[SOLVED] Personal Style/Security

[Ninjakreborn]

I have always used the following

$_POST for post variables

$_GET for get variables

$_SESSION for session variables

$_COOKIES for cookie variables

and $_FILES for file variables.

I am not 100% but lately I have noticed I sometimes have 1 defining variable that could be either get/post.  I noticed using $_REQUEST on ones that could be either, is that basically the same thing.  Is it insecure.  For instance id's.  sometimes they are post, sometimes get.

I normally use to do

if (isset($_POST['id'])) {

$id = mysql_real_escape_string($_POST['id']);

}elseif (isset($_GET['id'])) {

$id = mysql_real_escape_string($_GET['id']);

}else {

$id = "no";

}

Basically but the other way things are like

if (isset($_REQUEST['id'])) {

$id = mysql_real_escape_string($_REQUEST['id']);

}else {

$id = "no";

}

Basically just a quick example, I notice that if I have this setup like this, it's a little faster.

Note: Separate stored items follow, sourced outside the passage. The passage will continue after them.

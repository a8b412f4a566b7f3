//! PC search: adjacency search followed by orientation.
//!
//! [`Pc`] wires [`Fas`] and [`OrientationEngine`] together over one oracle,
//! one knowledge object and one per-search [`TestCache`]. The graph is owned
//! by the adjacency phase, moved into the orientation phase and returned to
//! the caller; nothing outlives the call.

use std::borrow::Cow;

use crate::engine::errors::SearchError;
use crate::engine::fas::{Fas, FasConfig, FasOutcome, FasStats};
use crate::engine::graph::{Graph, NodeId, Variable};
use crate::engine::knowledge::Knowledge;
use crate::engine::oracle::{IndependenceTest, TestCache};
use crate::engine::orient::{ColliderPolicy, OrientationEngine, OrientationReport};
use crate::engine::sepset::SepsetMap;

/// Settings for a full search.
#[derive(Debug, Clone, Copy, PartialEq, Eq, Default)]
#[cfg_attr(feature = "serde", derive(serde::Serialize, serde::Deserialize))]
#[cfg_attr(feature = "serde", serde(default))]
pub struct PcConfig {
    pub fas: FasConfig,
    pub collider_policy: ColliderPolicy,
    /// Forces Meek R4 on or off; `None` runs it iff knowledge is non-empty.
    pub rule4: Option<bool>,
}

/// Output of a full search.
#[derive(Debug, Clone)]
pub struct SearchResult {
    /// The oriented pattern.
    pub graph: Graph,
    pub sepsets: SepsetMap,
    /// Pairs removed by knowledge without a test.
    pub knowledge_removed: Vec<(NodeId, NodeId)>,
    pub report: OrientationReport,
    pub stats: FasStats,
    /// Oracle calls made across both phases.
    pub total_tests: u64,
}

#[derive(Debug)]
pub struct Pc<'a, T: ?Sized> {
    oracle: &'a T,
    knowledge: Cow<'a, Knowledge>,
    config: PcConfig,
}

impl<'a, T: IndependenceTest + ?Sized> Pc<'a, T> {
    pub fn new(oracle: &'a T) -> Self {
        Self {
            oracle,
            knowledge: Cow::Owned(Knowledge::default()),
            config: PcConfig::default(),
        }
    }

    pub fn with_knowledge(mut self, knowledge: &'a Knowledge) -> Self {
        self.knowledge = Cow::Borrowed(knowledge);
        self
    }

    pub fn with_config(mut self, config: PcConfig) -> Self {
        self.config = config;
        self
    }

    pub fn with_depth(mut self, depth: i32) -> Self {
        self.config.fas.depth = depth;
        self
    }

    pub fn with_collider_policy(mut self, policy: ColliderPolicy) -> Self {
        self.config.collider_policy = policy;
        self
    }

    pub fn config(&self) -> &PcConfig {
        &self.config
    }

    /// Runs the adjacency search and orients its skeleton.
    pub fn search(&self, variables: &[Variable]) -> Result<SearchResult, SearchError> {
        let mut cache = TestCache::new();
        self.prepare()?;
        let outcome = self.fas().search_with_cache(variables, &mut cache)?;
        self.finish(outcome, cache)
    }

    fn fas(&self) -> Fas<'_, T> {
        Fas::new(self.oracle)
            .with_knowledge(&self.knowledge)
            .with_config(self.config.fas)
    }

    fn engine(&self) -> OrientationEngine<'_> {
        OrientationEngine::new()
            .with_knowledge(&self.knowledge)
            .with_collider_policy(self.config.collider_policy)
            .with_rule4(self.config.rule4)
            .with_depth(self.config.fas.depth)
    }

    /// Fatal preconditions, checked before any oracle call.
    fn prepare(&self) -> Result<(), SearchError> {
        self.config.fas.max_depth()?;
        self.knowledge.validate()
    }

    fn finish(&self, outcome: FasOutcome, mut cache: TestCache) -> Result<SearchResult, SearchError> {
        let FasOutcome {
            graph,
            sepsets,
            knowledge_removed,
            stats,
        } = outcome;
        let (graph, report) = self
            .engine()
            .orient_with_oracle(graph, &sepsets, self.oracle, &mut cache)?;

        #[cfg(feature = "tracing")]
        tracing::info!(
            oracle = self.oracle.name(),
            edges = graph.num_edges(),
            sepsets = sepsets.len(),
            tests = cache.misses(),
            "search complete"
        );

        Ok(SearchResult {
            graph,
            sepsets,
            knowledge_removed,
            report,
            stats,
            total_tests: cache.misses(),
        })
    }
}

#[cfg(feature = "parallel")]
impl<'a, T: IndependenceTest + Sync + ?Sized> Pc<'a, T> {
    /// Like [`search`](Self::search), with parallel adjacency-search depth passes.
    pub fn search_parallel(&self, variables: &[Variable]) -> Result<SearchResult, SearchError> {
        let mut cache = TestCache::new();
        self.prepare()?;
        let outcome = self.fas().search_parallel_with_cache(variables, &mut cache)?;
        self.finish(outcome, cache)
    }
}
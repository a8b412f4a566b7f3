//! Causeway CLI - run constraint-based causal searches from model files
//!
//! Usage:
//!   causeway search <model.json>                   # PC search, print the pattern
//!   causeway search <model.json> -o json           # Same, as JSON
//!   causeway search <model.json> --depth 2 --conservative
//!   causeway sweep --nodes 10 --edges 10,15,20     # Simulation sweep on random DAGs

use std::path::PathBuf;
use std::process;

use clap::{Args, Parser, Subcommand, ValueEnum};
use serde_json::json;
use tracing_subscriber::EnvFilter;

use causeway_core::engine::oracle::DSeparationOracle;
use causeway_core::metrics::{dag_to_pattern, GraphComparison, Summary};
use causeway_core::simulation::{random_dag, RandomDagConfig};
use causeway_core::storage::{load_model, save_graph, ModelOracle};
use causeway_core::{ColliderPolicy, Pc, PoolStrategy, SearchError, SearchResult, Variable};

#[derive(Parser)]
#[command(name = "causeway")]
#[command(version)]
#[command(about = "Causeway - constraint-based causal structure search")]
#[command(long_about = "Run PC searches over independence oracles and score them against known graphs")]
struct Cli {
    /// Increase log verbosity (-v info, -vv debug, -vvv trace)
    #[arg(short, long, action = clap::ArgAction::Count, global = true)]
    verbose: u8,

    #[command(subcommand)]
    command: Command,
}

#[derive(Subcommand)]
enum Command {
    /// Search a model file and print the resulting pattern
    Search(SearchArgs),
    /// Simulate random DAGs and report recovery statistics
    Sweep(SweepArgs),
}

#[derive(Args)]
struct SearchArgs {
    /// Input model file (JSON)
    #[arg(value_name = "MODEL")]
    model: PathBuf,

    /// Largest conditioning-set size; -1 for unbounded
    #[arg(short, long, allow_negative_numbers = true)]
    depth: Option<i32>,

    /// Conditioning-set pool
    #[arg(long, value_enum)]
    pool: Option<PoolArg>,

    /// Classify unshielded triples by re-testing (CPC) instead of sepsets
    #[arg(long)]
    conservative: bool,

    /// Evaluate each depth of the adjacency search in parallel
    #[arg(long)]
    parallel: bool,

    /// Output format
    #[arg(short, long, value_enum, default_value = "summary")]
    output: OutputFormat,

    /// Also write the pattern to this graph file
    #[arg(long, value_name = "PATH")]
    save: Option<PathBuf>,
}

#[derive(Args)]
struct SweepArgs {
    /// Variables per simulated DAG
    #[arg(long, default_value_t = 10)]
    nodes: usize,

    /// Edge counts to sweep over
    #[arg(long, value_delimiter = ',', default_values_t = [10, 15, 20])]
    edges: Vec<usize>,

    /// Repetitions per edge count
    #[arg(long, default_value_t = 10)]
    reps: u64,

    /// Seed of the first repetition; later ones count up from it
    #[arg(long, default_value_t = 42)]
    seed: u64,

    /// Largest conditioning-set size; -1 for unbounded
    #[arg(short, long, default_value_t = -1, allow_negative_numbers = true)]
    depth: i32,
}

#[derive(Clone, Copy, ValueEnum)]
enum PoolArg {
    Pc,
    Union,
}

impl From<PoolArg> for PoolStrategy {
    fn from(arg: PoolArg) -> Self {
        match arg {
            PoolArg::Pc => PoolStrategy::Pc,
            PoolArg::Union => PoolStrategy::Union,
        }
    }
}

#[derive(Clone, Copy, PartialEq, Eq, ValueEnum)]
enum OutputFormat {
    Summary,
    Json,
}

fn main() {
    let cli = Cli::parse();
    init_logging(cli.verbose);

    let outcome = match cli.command {
        Command::Search(args) => run_search(&args),
        Command::Sweep(args) => run_sweep(&args),
    };

    if let Err(e) = outcome {
        eprintln!("Error: {}", e);
        process::exit(1);
    }
}

fn init_logging(verbose: u8) {
    let level = match verbose {
        0 => "warn",
        1 => "info",
        2 => "debug",
        _ => "trace",
    };
    let filter = EnvFilter::try_from_default_env().unwrap_or_else(|_| EnvFilter::new(level));
    tracing_subscriber::fmt()
        .with_env_filter(filter)
        .with_writer(std::io::stderr)
        .init();
}

fn run_search(args: &SearchArgs) -> Result<(), SearchError> {
    let model = load_model(&args.model)?;
    let variables = model.variables();
    let knowledge = model.knowledge()?;
    let oracle = model.oracle()?;

    let mut config = model.config;
    if let Some(depth) = args.depth {
        config.fas.depth = depth;
    }
    if let Some(pool) = args.pool {
        config.fas.pool = pool.into();
    }
    if args.conservative {
        config.collider_policy = ColliderPolicy::Conservative;
    }

    tracing::info!(
        model = %args.model.display(),
        variables = variables.len(),
        oracle = causeway_core::IndependenceTest::name(&oracle),
        "starting search"
    );

    let pc = Pc::new(&oracle).with_knowledge(&knowledge).with_config(config);
    let result = run_pc(&pc, &variables, args.parallel)?;

    let comparison = match model.true_graph()? {
        Some(dag) if dag.is_dag() => Some(GraphComparison::compare(&result.graph, &dag_to_pattern(&dag)?)?),
        _ => None,
    };

    match args.output {
        OutputFormat::Summary => print_summary(&result, comparison.as_ref()),
        OutputFormat::Json => {
            let json = format_result(&result, comparison.as_ref());
            match serde_json::to_string_pretty(&json) {
                Ok(text) => println!("{}", text),
                Err(e) => return Err(SearchError::Internal(e.to_string())),
            }
        }
    }

    if let Some(path) = &args.save {
        save_graph(path, &result.graph)?;
        tracing::info!(path = %path.display(), "pattern saved");
    }
    Ok(())
}

#[cfg(feature = "parallel")]
fn run_pc(pc: &Pc<'_, ModelOracle>, variables: &[Variable], parallel: bool) -> Result<SearchResult, SearchError> {
    if parallel {
        pc.search_parallel(variables)
    } else {
        pc.search(variables)
    }
}

#[cfg(not(feature = "parallel"))]
fn run_pc(pc: &Pc<'_, ModelOracle>, variables: &[Variable], parallel: bool) -> Result<SearchResult, SearchError> {
    if parallel {
        tracing::warn!("built without the `parallel` feature; running sequentially");
    }
    pc.search(variables)
}

fn print_summary(result: &SearchResult, comparison: Option<&GraphComparison>) {
    let graph = &result.graph;
    println!("Pattern ({} edges):", graph.num_edges());
    for (i, edge) in graph.edges().iter().enumerate() {
        println!("  {}. {}", i + 1, graph.edge_string(edge));
    }

    if !result.sepsets.is_empty() {
        println!("\nSepsets ({}):", result.sepsets.len());
        for line in result.sepsets.describe(graph) {
            println!("  {}", line);
        }
    }

    if !result.knowledge_removed.is_empty() {
        println!("\nRemoved by knowledge ({}):", result.knowledge_removed.len());
        for &(a, b) in &result.knowledge_removed {
            println!("  {} -- {}", graph.name(a), graph.name(b));
        }
    }

    if !result.report.ambiguous.is_empty() {
        println!("\nAmbiguous triples ({}):", result.report.ambiguous.len());
        for triple in &result.report.ambiguous {
            println!("  {}", triple.describe(graph));
        }
    }

    let stats = &result.stats;
    println!("\nStatistics:");
    println!("  tests run        = {}", result.total_tests);
    println!("  cache hits       = {}", stats.cache_hits);
    println!("  oracle failures  = {}", stats.oracle_failures + result.report.oracle_failures);
    match stats.depth_reached() {
        Some(depth) => println!("  depth reached    = {}", depth),
        None => println!("  depth reached    = -"),
    }
    println!("  removed by depth = {:?}", stats.removed_by_depth);
    println!("  colliders        = {}", result.report.colliders.len());
    println!("  meek orientations = {}", result.report.meek.len());

    if let Some(cmp) = comparison {
        println!("\nAgainst true pattern:");
        println!("  adjacency precision = {}", fmt_ratio(cmp.adjacency.precision()));
        println!("  adjacency recall    = {}", fmt_ratio(cmp.adjacency.recall()));
        println!("  arrowhead precision = {}", fmt_ratio(cmp.arrowhead.precision()));
        println!("  arrowhead recall    = {}", fmt_ratio(cmp.arrowhead.recall()));
        println!("  SHD                 = {}", cmp.shd);
    }
}

fn fmt_ratio(value: Option<f64>) -> String {
    value.map_or_else(|| "n/a".to_string(), |v| format!("{:.3}", v))
}

/// Format a search result for JSON serialization
fn format_result(result: &SearchResult, comparison: Option<&GraphComparison>) -> serde_json::Value {
    let graph = &result.graph;
    let edges: Vec<String> = graph.edges().iter().map(|e| graph.edge_string(e)).collect();
    let ambiguous: Vec<String> = result
        .report
        .ambiguous
        .iter()
        .map(|t| t.describe(graph))
        .collect();
    let colliders: Vec<String> = result
        .report
        .colliders
        .iter()
        .map(|t| t.describe(graph))
        .collect();
    let knowledge_removed: Vec<[&str; 2]> = result
        .knowledge_removed
        .iter()
        .map(|&(a, b)| [graph.name(a), graph.name(b)])
        .collect();

    json!({
        "edges": edges,
        "sepsets": result.sepsets.describe(graph),
        "knowledge_removed": knowledge_removed,
        "colliders": colliders,
        "ambiguous": ambiguous,
        "stats": {
            "tests_run": result.total_tests,
            "cache_hits": result.stats.cache_hits,
            "oracle_failures": result.stats.oracle_failures + result.report.oracle_failures,
            "removed_by_depth": result.stats.removed_by_depth,
            "meek_orientations": result.report.meek.len(),
        },
        "comparison": comparison,
    })
}

fn run_sweep(args: &SweepArgs) -> Result<(), SearchError> {
    println!(
        "{:>6} {:>8} {:>8} {:>8} {:>8} {:>8} {:>8}",
        "edges", "adj_p", "adj_r", "arr_p", "arr_r", "shd", "tests"
    );

    for &num_edges in &args.edges {
        let mut adj_p = Summary::new();
        let mut adj_r = Summary::new();
        let mut arr_p = Summary::new();
        let mut arr_r = Summary::new();
        let mut shd = Summary::new();
        let mut tests = Summary::new();

        for rep in 0..args.reps {
            let config = RandomDagConfig::new(args.nodes, num_edges, args.seed.wrapping_add(rep));
            let dag = random_dag(&config)?;
            let truth = dag_to_pattern(&dag)?;
            let variables = dag.variables().to_vec();
            let oracle = DSeparationOracle::new(dag);

            let result = Pc::new(&oracle).with_depth(args.depth).search(&variables)?;
            let cmp = GraphComparison::compare(&result.graph, &truth)?;

            adj_p.push_opt(cmp.adjacency.precision());
            adj_r.push_opt(cmp.adjacency.recall());
            arr_p.push_opt(cmp.arrowhead.precision());
            arr_r.push_opt(cmp.arrowhead.recall());
            shd.push(cmp.shd as f64);
            tests.push(result.total_tests as f64);
        }

        tracing::debug!(edges = num_edges, reps = args.reps, "sweep row complete");
        println!(
            "{:>6} {:>8} {:>8} {:>8} {:>8} {:>8} {:>8}",
            num_edges,
            fmt_mean(&adj_p),
            fmt_mean(&adj_r),
            fmt_mean(&arr_p),
            fmt_mean(&arr_r),
            fmt_mean(&shd),
            fmt_mean(&tests),
        );
    }
    Ok(())
}

fn fmt_mean(summary: &Summary) -> String {
    summary.mean().map_or_else(|| "n/a".to_string(), |m| format!("{:.3}", m))
}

Is there something wrong with the request variable.  Mostly for "switch" statements (like a front controller or something), there would be different variables getting passed to the controller (sometimes post/sometimes get) so I was thinking request  would be faster.  Since I have never used it I wanted to check what you thought about it first, and see if there was anything wrong, or insecure about using request.

[taith]

thing about using $_REQUEST... is that it contains both $_POST and $_GET... now... as that seems a good thing... its not always is... a) it can be a huge security hole, if the variables are not properly verified and/or cleaned up... b) if something comes in by the same name through $_POST and $_GET, making $_REQUEST[$name]=array('name1','name2'); which could cause some serious errors...

 

so... $_REQUEST may be helpful, i'd just be really careful with how and where you use em... definatly not for logins

[Ninjakreborn]

That I did not think of, in that scenariou they could pass an array, I have to look into that more, thanks.